The legacy system, still used for 40 percent of members seeking disability ratings, requires each service to conduct a medical evaluation to identify only “unfitting” conditions and award them a rating.
If the rating is 30 percent or higher, the member is retired and draws a lifetime annuity and other retiree benefits including access to military medical care. If the rating is below 30 percent, the member is separated, usually with a lump sum severance payment. Veterans then go to VA where a new evaluation process begins, this time of every service-related condition found. VA ratings and compensation usually are higher than the service allowed.
Back in 2007, it took an average of 540 days to clear both DES processes.
The pilot program to integrate them uses one set of medical examinations done by VA doctors to VA standards. It has honed the process time down to an average of just more than 300 days. Members leave service with their military and VA ratings set and with their compensation, usually based on the VA, starting immediately.
Recommendations to improve IDES will be presented to Defense Secretary Robert Gates and VA Secretary Eric Shinseki at the end of April.

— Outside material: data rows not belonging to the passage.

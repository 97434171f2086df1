use super::manager::TypeManager;
use super::types::{MethodKind, Primitive, Type};
use crate::errors::ConfigError;
use alloc::string::ToString;
use bumpalo::Bump;

#[test]
fn test_builtin_classes() {
    let bump = Bump::new();
    let manager = TypeManager::new(&bump);

    let object = manager.object();
    let string = manager.string();
    assert!(object.is_root());
    assert!(!string.is_root());
    assert!(core::ptr::eq(string.parent.unwrap(), object));
    assert!(core::ptr::eq(manager.lookup_class("object").unwrap(), object));
    assert!(core::ptr::eq(manager.lookup_class("string").unwrap(), string));
    assert!(manager.lookup_class("missing").is_none());
}

#[test]
fn test_interning_array() {
    let bump = Bump::new();
    let manager = TypeManager::new(&bump);

    let ints = manager.array(Type::I32).unwrap();
    let same_ints = manager.array(Type::I32).unwrap();
    match (ints, same_ints) {
        (Type::Array(a), Type::Array(b)) => assert!(core::ptr::eq(a, b)),
        _ => panic!("expected array types"),
    }

    let nested = manager.array(ints).unwrap();
    assert_eq!(nested.to_string(), "i32[][]");
    assert_eq!(nested.element(), Some(ints));
}

#[test]
fn test_array_of_void_or_null_rejected() {
    let bump = Bump::new();
    let manager = TypeManager::new(&bump);

    assert_eq!(
        manager.array(Type::Void),
        Err(ConfigError::InvalidElementType {
            ty: "void".to_string()
        })
    );
    assert!(manager.array(Type::Null).is_err());
}

#[test]
fn test_declare_class_hierarchy() {
    let bump = Bump::new();
    let manager = TypeManager::new(&bump);

    let named = manager.declare_interface("Named", &[]).unwrap();
    let animal = manager.declare_class("Animal", None, &[named]).unwrap();
    let dog = manager.declare_class("Dog", Some(animal), &[]).unwrap();
    let cat = manager.declare_class("Cat", Some(animal), &[]).unwrap();

    assert!(named.is_interface);
    assert!(core::ptr::eq(animal.parent.unwrap(), manager.object()));
    assert!(dog.is_subtype_of(animal));
    assert!(dog.is_subtype_of(named));
    assert!(dog.is_subtype_of(manager.object()));
    assert!(named.is_subtype_of(manager.object()));
    assert!(!animal.is_subtype_of(dog));
    assert!(!dog.is_subtype_of(cat));
    assert_ne!(dog.id, cat.id);
}

#[test]
fn test_declare_class_errors() {
    let bump = Bump::new();
    let manager = TypeManager::new(&bump);
    let named = manager.declare_interface("Named", &[]).unwrap();

    assert_eq!(
        manager.declare_class("string", None, &[]).unwrap_err(),
        ConfigError::DuplicateClass {
            name: "string".to_string()
        }
    );
    assert!(manager.declare_interface("Named", &[]).is_err());
    assert_eq!(
        manager.declare_class("Person", Some(named), &[]).unwrap_err(),
        ConfigError::InterfaceAsParent {
            class: "Person".to_string(),
            interface: "Named".to_string(),
        }
    );
}

#[test]
fn test_assignability() {
    let bump = Bump::new();
    let manager = TypeManager::new(&bump);
    let animal = manager.declare_class("Animal", None, &[]).unwrap();
    let dog = manager.declare_class("Dog", Some(animal), &[]).unwrap();

    let dogs = manager.array(Type::Class(dog)).unwrap();
    let animals = manager.array(Type::Class(animal)).unwrap();
    let ints = manager.array(Type::I32).unwrap();
    let longs = manager.array(Type::I64).unwrap();

    assert!(Type::Null.is_assignable_to(&Type::Class(dog)));
    assert!(Type::Null.is_assignable_to(&ints));
    assert!(dogs.is_assignable_to(&animals));
    assert!(!animals.is_assignable_to(&dogs));
    assert!(ints.is_assignable_to(&manager.object_type()));
    assert!(!ints.is_assignable_to(&longs));
    assert!(!Type::I32.is_assignable_to(&Type::I64));
    assert!(!Type::Void.is_assignable_to(&manager.object_type()));
}

#[test]
fn test_declare_members() {
    let bump = Bump::new();
    let manager = TypeManager::new(&bump);
    let point = manager.declare_class("Point", None, &[]).unwrap();

    let x = manager.declare_field(point, "x", Type::I32, false).unwrap();
    let y = manager.declare_field(point, "y", Type::I32, false).unwrap();
    assert_ne!(x.id, y.id);
    assert_eq!(x.ty, Type::I32);
    assert!(!x.is_static);

    assert_eq!(
        manager.declare_field(point, "none", Type::Void, true).unwrap_err(),
        ConfigError::VoidType {
            what: "field",
            name: "Point.none".to_string(),
        }
    );

    let ctor = manager
        .declare_method(point, "new", &[Type::I32, Type::I32], Type::Void, MethodKind::Constructor)
        .unwrap();
    assert_eq!(ctor.ret, Type::Class(point));
    assert!(!ctor.has_this());

    let len = manager
        .declare_method(point, "length", &[], Type::F64, MethodKind::Virtual)
        .unwrap();
    assert!(len.has_this());
    assert_ne!(len.id, ctor.id);

    assert!(matches!(
        manager.declare_method(point, "bad", &[Type::I32, Type::Void], Type::Void, MethodKind::Static),
        Err(ConfigError::VoidType { what: "parameter", .. })
    ));
}

#[test]
fn test_primitive_kinds() {
    for p in Primitive::ALL {
        assert_eq!(p.is_numeric(), p != Primitive::Bool);
        assert_eq!(Type::Primitive(p).to_string(), p.name());
    }
    assert!(Primitive::Char.is_int32_on_stack());
    assert!(!Primitive::I64.is_int32_on_stack());
    assert!(Primitive::F32.is_floating());
    assert!(!Primitive::F32.is_integral());
}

The ideal system, Stanley said, would produce “a single evaluation based upon one medical record,” and over which Defense and VA officials “have joined hands and made a decision: ‘Here’s the disability rating. Period.’
That’s what we’re looking for…That’s nirvana.”
But such a change, presuming the one and only rating were set by VA, would make many more military members eligible to be disabled “retirees” thus driving up DoD retirement and medical costs.
The 2007 Dole-Shalala Commission, which was formed after the scandal involving neglected wounded warriors on the campus at Walter Reed Army Medical Center, recommended getting “DoD completely out of the disability business” by giving VA sole responsibility for setting disability ratings and awarding compensation. It urged replacing “confusing parallel systems” of DoD and VA ratings with a single simple and more generous system.
Congress instead passed more modest reforms to partially integrate the two processes.